__Work to be completed__: Return the records below character for character.

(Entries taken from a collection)

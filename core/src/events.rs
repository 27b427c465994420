use serde::{Deserialize, Serialize};

use crate::*;

/// Notification queued by the round controller for the host to drain.
#[derive(Copy, Clone, Debug, PartialEq, Serialize, Deserialize)]
pub enum RoundEvent {
    RoundStarted { rows: Coord, columns: Coord },
    RoundRestored { rows: Coord, columns: Coord },
    PreviewEnded,
    CardRevealed(CardIndex),
    CardsMatched(CardIndex, CardIndex),
    CardsMismatched(CardIndex, CardIndex),
    CardsHidden(CardIndex, CardIndex),
    ScoreChanged(CardCount),
    /// Remaining share of the round's time budget, in `0.0..=1.0`.
    TimerChanged(f32),
    RoundEnded { won: bool },
}

#[derive(Copy, Clone, Debug, PartialEq)]
pub enum SelectOutcome {
    Ignored,
    FirstRevealed,
    ComparisonPending,
}

impl SelectOutcome {
    pub const fn has_update(self) -> bool {
        use SelectOutcome::*;
        match self {
            Ignored => false,
            FirstRevealed => true,
            ComparisonPending => true,
        }
    }
}

#[derive(Copy, Clone, Debug, PartialEq)]
pub enum ComparisonOutcome {
    NoChange,
    Matched,
    Mismatched,
    Won,
}

impl ComparisonOutcome {
    pub const fn has_update(self) -> bool {
        !matches!(self, Self::NoChange)
    }
}

#[derive(Copy, Clone, Debug, PartialEq)]
pub enum TickOutcome {
    NoChange,
    Running,
    Resolved(ComparisonOutcome),
    TimedOut,
}

impl TickOutcome {
    pub const fn has_update(self) -> bool {
        !matches!(self, Self::NoChange)
    }

    pub const fn has_ended(self) -> bool {
        matches!(self, Self::TimedOut | Self::Resolved(ComparisonOutcome::Won))
    }
}
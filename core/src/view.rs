use ndarray::Array2;
use serde::{Deserialize, Serialize};

use crate::*;

/// What the player may see of one card.
#[derive(Clone, Debug, PartialEq, Eq, Serialize, Deserialize)]
pub enum CardFace {
    Hidden,
    Shown(String),
    Resolved(String),
}

impl CardFace {
    pub fn face_key(&self) -> Option<&str> {
        match self {
            Self::Hidden => None,
            Self::Shown(key) | Self::Resolved(key) => Some(key),
        }
    }
}

impl From<&CardRecord> for CardFace {
    fn from(card: &CardRecord) -> Self {
        if card.resolved {
            Self::Resolved(card.face_key.clone())
        } else if card.revealed {
            Self::Shown(card.face_key.clone())
        } else {
            Self::Hidden
        }
    }
}

#[derive(Clone, Debug, PartialEq, Serialize, Deserialize)]
pub struct CardView {
    pub position: Option<Position>,
    pub face: CardFace,
}

/// Read-only projection of a round for drawing. Face keys of hidden cards are withheld.
#[derive(Clone, Debug, PartialEq, Serialize, Deserialize)]
pub struct RoundView {
    pub rows: Coord,
    pub columns: Coord,
    pub phase: RoundPhase,
    pub score: CardCount,
    pub timer_fraction: f32,
    pub input_locked: bool,
    pub cards: Vec<CardView>,
    pub cells: Array2<Option<CardIndex>>,
}

impl RoundView {
    pub fn from_controller<L: SlotProvider>(controller: &RoundController<L>) -> Self {
        let state = controller.state();
        let board = controller.board();
        let cards = board
            .cards()
            .iter()
            .enumerate()
            .map(|(index, card)| CardView {
                position: board.position(index),
                face: card.into(),
            })
            .collect();

        Self {
            rows: state.rows,
            columns: state.columns,
            phase: state.phase,
            score: state.score,
            timer_fraction: state.timer_fraction(),
            input_locked: controller.is_input_locked(),
            cards,
            cells: board.cell_map(state.rows, state.columns),
        }
    }

    pub fn hidden_count(&self) -> usize {
        self.cards
            .iter()
            .filter(|card| card.face == CardFace::Hidden)
            .count()
    }
}
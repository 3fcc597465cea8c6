//! Port session lifecycle
//!
//! `PortManager` owns the registry and is the only thing that creates or
//! destroys sessions. Every way a session can end (disconnect request,
//! unregister request, owner leaving the bus, transport hangup, shutdown)
//! funnels into `release`, which frees what the record owns exactly once.

use super::object::{
    PortObject, MANAGER_INTERFACE, PORT_INTERFACE, PORT_INTERFACE_SPEC, SERVICE_DISCONNECTED,
};
use super::registry::SessionRegistry;
use super::state::{Collection, Session, SessionSummary};
use crate::address::BdAddr;
use crate::bus::{
    BusConnection, BusSignal, DeviceAllocator, DeviceId, LivenessWatcher, NameResolver,
    SerialTransport, Trigger, WatchEvent, WatchSink,
};
use crate::config::schema::SerialConfig;
use crate::error::{SerialBusError, SerialBusResult};
use serde::Serialize;
use std::sync::Arc;
use tokio::sync::mpsc;
use tracing::{debug, error, info, warn};

/// External services the manager drives
#[derive(Clone)]
pub struct Collaborators {
    pub bus: Arc<dyn BusConnection>,
    pub liveness: Arc<dyn LivenessWatcher>,
    pub allocator: Arc<dyn DeviceAllocator>,
    pub names: Arc<dyn NameResolver>,
}

/// Register a port on the bus without a peer attached
#[derive(Debug, Clone)]
pub struct BindRequest {
    /// Device id the caller allocated; owned by the manager from here on
    pub id: DeviceId,
    pub local: BdAddr,
    pub peer: BdAddr,
    pub device: String,
    /// Falls back to the configured default when absent or empty
    pub service_name: Option<String>,
}

/// Attach a peer connection to a port
#[derive(Debug)]
pub struct ConnectRequest {
    /// Device id the caller allocated; owned by the manager from here on
    pub id: DeviceId,
    pub peer: BdAddr,
    pub transport: Box<dyn SerialTransport>,
    pub device: String,
    /// Bus client requesting the connection
    pub owner: String,
}

/// Why a session is being torn down
#[derive(Debug, Clone, Copy, PartialEq, Eq, Serialize)]
#[serde(rename_all = "kebab-case")]
pub enum TeardownCause {
    /// Owner asked to disconnect
    Disconnected,
    /// Owner left the bus
    OwnerExited,
    /// Transport error or hangup
    Hangup,
    /// Bound port unregistered
    Unregistered,
    /// Manager shutting down
    Shutdown,
    /// Creation failed part way
    Aborted,
}

impl From<Trigger> for TeardownCause {
    fn from(trigger: Trigger) -> Self {
        match trigger {
            Trigger::Hangup => TeardownCause::Hangup,
            Trigger::OwnerExited => TeardownCause::OwnerExited,
        }
    }
}

/// Session lifecycle controller
pub struct PortManager {
    registry: SessionRegistry,
    collab: Collaborators,
    events: mpsc::UnboundedSender<WatchEvent>,
    manager_path: String,
    default_service_name: String,
    unique_devices: bool,
    next_serial: u64,
}
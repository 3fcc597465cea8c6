//! Config command - show or initialize configuration

use crate::cli::args::{ConfigAction, ConfigArgs};
use crate::config::{Config, ConfigManager};
use crate::error::SerialBusResult;
use console::style;

/// Execute the config command
pub async fn execute(
    args: ConfigArgs,
    config: &Config,
    manager: &ConfigManager,
) -> SerialBusResult<()> {
    match args.action {
        None | Some(ConfigAction::Show) => show_config(config)?,
        Some(ConfigAction::Path) => show_path(manager),
        Some(ConfigAction::Init { force }) => init_config(manager, force).await?,
    }

    Ok(())
}

fn show_config(config: &Config) -> SerialBusResult<()> {
    let toml = toml::to_string_pretty(config)?;
    println!("{}", toml);
    Ok(())
}

fn show_path(manager: &ConfigManager) {
    println!("{}", manager.path().display());
}

async fn init_config(manager: &ConfigManager, force: bool) -> SerialBusResult<()> {
    let path = manager.path();

    if path.exists() && !force {
        println!(
            "{} Config already exists at {}",
            style("!").yellow(),
            path.display()
        );
        println!("  Use --force to overwrite");
        return Ok(());
    }

    manager.save(&Config::default()).await?;

    println!(
        "{} Configuration initialized: {}",
        style("✓").green(),
        style(path.display()).cyan()
    );

    Ok(())
}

__Answer for this exercise__:
filename core/src/events.rs
repository 27b427c465994420
use serde::{Deserialize, Serialize};

use crate::*;

/// Notification queued by the round controller for the host to drain.
#[derive(Copy, Clone, Debug, PartialEq, Serialize, Deserialize)]
pub enum RoundEvent {
    RoundStarted { rows: Coord, columns: Coord },
    RoundRestored { rows: Coord, columns: Coord },
    PreviewEnded,
    CardRevealed(CardIndex),
    CardsMatched(CardIndex, CardIndex),
    CardsMismatched(CardIndex, CardIndex),
    CardsHidden(CardIndex, CardIndex),
    ScoreChanged(CardCount),
    /// Remaining share of the round's time budget, in `0.0..=1.0`.
    TimerChanged(f32),
    RoundEnded { won: bool },
}

#[derive(Copy, Clone, Debug, PartialEq)]
pub enum SelectOutcome {
    Ignored,
    FirstRevealed,
    ComparisonPending,
}

impl SelectOutcome {
    pub const fn has_update(self) -> bool {
        use SelectOutcome::*;
        match self {
            Ignored => false,
            FirstRevealed => true,
            ComparisonPending => true,
        }
    }
}

#[derive(Copy, Clone, Debug, PartialEq)]
pub enum ComparisonOutcome {
    NoChange,
    Matched,
    Mismatched,
    Won,
}

impl ComparisonOutcome {
    pub const fn has_update(self) -> bool {
        !matches!(self, Self::NoChange)
    }
}

#[derive(Copy, Clone, Debug, PartialEq)]
pub enum TickOutcome {
    NoChange,
    Running,
    Resolved(ComparisonOutcome),
    TimedOut,
}

impl TickOutcome {
    pub const fn has_update(self) -> bool {
        !matches!(self, Self::NoChange)
    }

    pub const fn has_ended(self) -> bool {
        matches!(self, Self::TimedOut | Self::Resolved(ComparisonOutcome::Won))
    }
}
filename core/src/view.rs
use ndarray::Array2;
use serde::{Deserialize, Serialize};

use crate::*;

/// What the player may see of one card.
#[derive(Clone, Debug, PartialEq, Eq, Serialize, Deserialize)]
pub enum CardFace {
    Hidden,
    Shown(String),
    Resolved(String),
}

impl CardFace {
    pub fn face_key(&self) -> Option<&str> {
        match self {
            Self::Hidden => None,
            Self::Shown(key) | Self::Resolved(key) => Some(key),
        }
    }
}

impl From<&CardRecord> for CardFace {
    fn from(card: &CardRecord) -> Self {
        if card.resolved {
            Self::Resolved(card.face_key.clone())
        } else if card.revealed {
            Self::Shown(card.face_key.clone())
        } else {
            Self::Hidden
        }
    }
}

#[derive(Clone, Debug, PartialEq, Serialize, Deserialize)]
pub struct CardView {
    pub position: Option<Position>,
    pub face: CardFace,
}

/// Read-only projection of a round for drawing. Face keys of hidden cards are withheld.
#[derive(Clone, Debug, PartialEq, Serialize, Deserialize)]
pub struct RoundView {
    pub rows: Coord,
    pub columns: Coord,
    pub phase: RoundPhase,
    pub score: CardCount,
    pub timer_fraction: f32,
    pub input_locked: bool,
    pub cards: Vec<CardView>,
    pub cells: Array2<Option<CardIndex>>,
}

impl RoundView {
    pub fn from_controller<L: SlotProvider>(controller: &RoundController<L>) -> Self {
        let state = controller.state();
        let board = controller.board();
        let cards = board
            .cards()
            .iter()
            .enumerate()
            .map(|(index, card)| CardView {
                position: board.position(index),
                face: card.into(),
            })
            .collect();

        Self {
            rows: state.rows,
            columns: state.columns,
            phase: state.phase,
            score: state.score,
            timer_fraction: state.timer_fraction(),
            input_locked: controller.is_input_locked(),
            cards,
            cells: board.cell_map(state.rows, state.columns),
        }
    }

    pub fn hidden_count(&self) -> usize {
        self.cards
            .iter()
            .filter(|card| card.face == CardFace::Hidden)
            .count()
    }
}
repository 3fcc597465cea8c6
//! Port session lifecycle
//!
//! `PortManager` owns the registry and is the only thing that creates or
//! destroys sessions. Every way a session can end (disconnect request,
//! unregister request, owner leaving the bus, transport hangup, shutdown)
//! funnels into `release`, which frees what the record owns exactly once.

use super::object::{
    PortObject, MANAGER_INTERFACE, PORT_INTERFACE, PORT_INTERFACE_SPEC, SERVICE_DISCONNECTED,
};
use super::registry::SessionRegistry;
use super::state::{Collection, Session, SessionSummary};
use crate::address::BdAddr;
use crate::bus::{
    BusConnection, BusSignal, DeviceAllocator, DeviceId, LivenessWatcher, NameResolver,
    SerialTransport, Trigger, WatchEvent, WatchSink,
};
use crate::config::schema::SerialConfig;
use crate::error::{SerialBusError, SerialBusResult};
use serde::Serialize;
use std::sync::Arc;
use tokio::sync::mpsc;
use tracing::{debug, error, info, warn};

/// External services the manager drives
#[derive(Clone)]
pub struct Collaborators {
    pub bus: Arc<dyn BusConnection>,
    pub liveness: Arc<dyn LivenessWatcher>,
    pub allocator: Arc<dyn DeviceAllocator>,
    pub names: Arc<dyn NameResolver>,
}

/// Register a port on the bus without a peer attached
#[derive(Debug, Clone)]
pub struct BindRequest {
    /// Device id the caller allocated; owned by the manager from here on
    pub id: DeviceId,
    pub local: BdAddr,
    pub peer: BdAddr,
    pub device: String,
    /// Falls back to the configured default when absent or empty
    pub service_name: Option<String>,
}

/// Attach a peer connection to a port
#[derive(Debug)]
pub struct ConnectRequest {
    /// Device id the caller allocated; owned by the manager from here on
    pub id: DeviceId,
    pub peer: BdAddr,
    pub transport: Box<dyn SerialTransport>,
    pub device: String,
    /// Bus client requesting the connection
    pub owner: String,
}

/// Why a session is being torn down
#[derive(Debug, Clone, Copy, PartialEq, Eq, Serialize)]
#[serde(rename_all = "kebab-case")]
pub enum TeardownCause {
    /// Owner asked to disconnect
    Disconnected,
    /// Owner left the bus
    OwnerExited,
    /// Transport error or hangup
    Hangup,
    /// Bound port unregistered
    Unregistered,
    /// Manager shutting down
    Shutdown,
    /// Creation failed part way
    Aborted,
}

impl From<Trigger> for TeardownCause {
    fn from(trigger: Trigger) -> Self {
        match trigger {
            Trigger::Hangup => TeardownCause::Hangup,
            Trigger::OwnerExited => TeardownCause::OwnerExited,
        }
    }
}

/// Session lifecycle controller
pub struct PortManager {
    registry: SessionRegistry,
    collab: Collaborators,
    events: mpsc::UnboundedSender<WatchEvent>,
    manager_path: String,
    default_service_name: String,
    unique_devices: bool,
    next_serial: u64,
}
repository 3fcc597465cea8c6
//! Config command - show or initialize configuration

use crate::cli::args::{ConfigAction, ConfigArgs};
use crate::config::{Config, ConfigManager};
use crate::error::SerialBusResult;
use console::style;

/// Execute the config command
pub async fn execute(
    args: ConfigArgs,
    config: &Config,
    manager: &ConfigManager,
) -> SerialBusResult<()> {
    match args.action {
        None | Some(ConfigAction::Show) => show_config(config)?,
        Some(ConfigAction::Path) => show_path(manager),
        Some(ConfigAction::Init { force }) => init_config(manager, force).await?,
    }

    Ok(())
}

fn show_config(config: &Config) -> SerialBusResult<()> {
    let toml = toml::to_string_pretty(config)?;
    println!("{}", toml);
    Ok(())
}

fn show_path(manager: &ConfigManager) {
    println!("{}", manager.path().display());
}

async fn init_config(manager: &ConfigManager, force: bool) -> SerialBusResult<()> {
    let path = manager.path();

    if path.exists() && !force {
        println!(
            "{} Config already exists at {}",
            style("!").yellow(),
            path.display()
        );
        println!("  Use --force to overwrite");
        return Ok(());
    }

    manager.save(&Config::default()).await?;

    println!(
        "{} Configuration initialized: {}",
        style("✓").green(),
        style(path.display()).cyan()
    );

    Ok(())
}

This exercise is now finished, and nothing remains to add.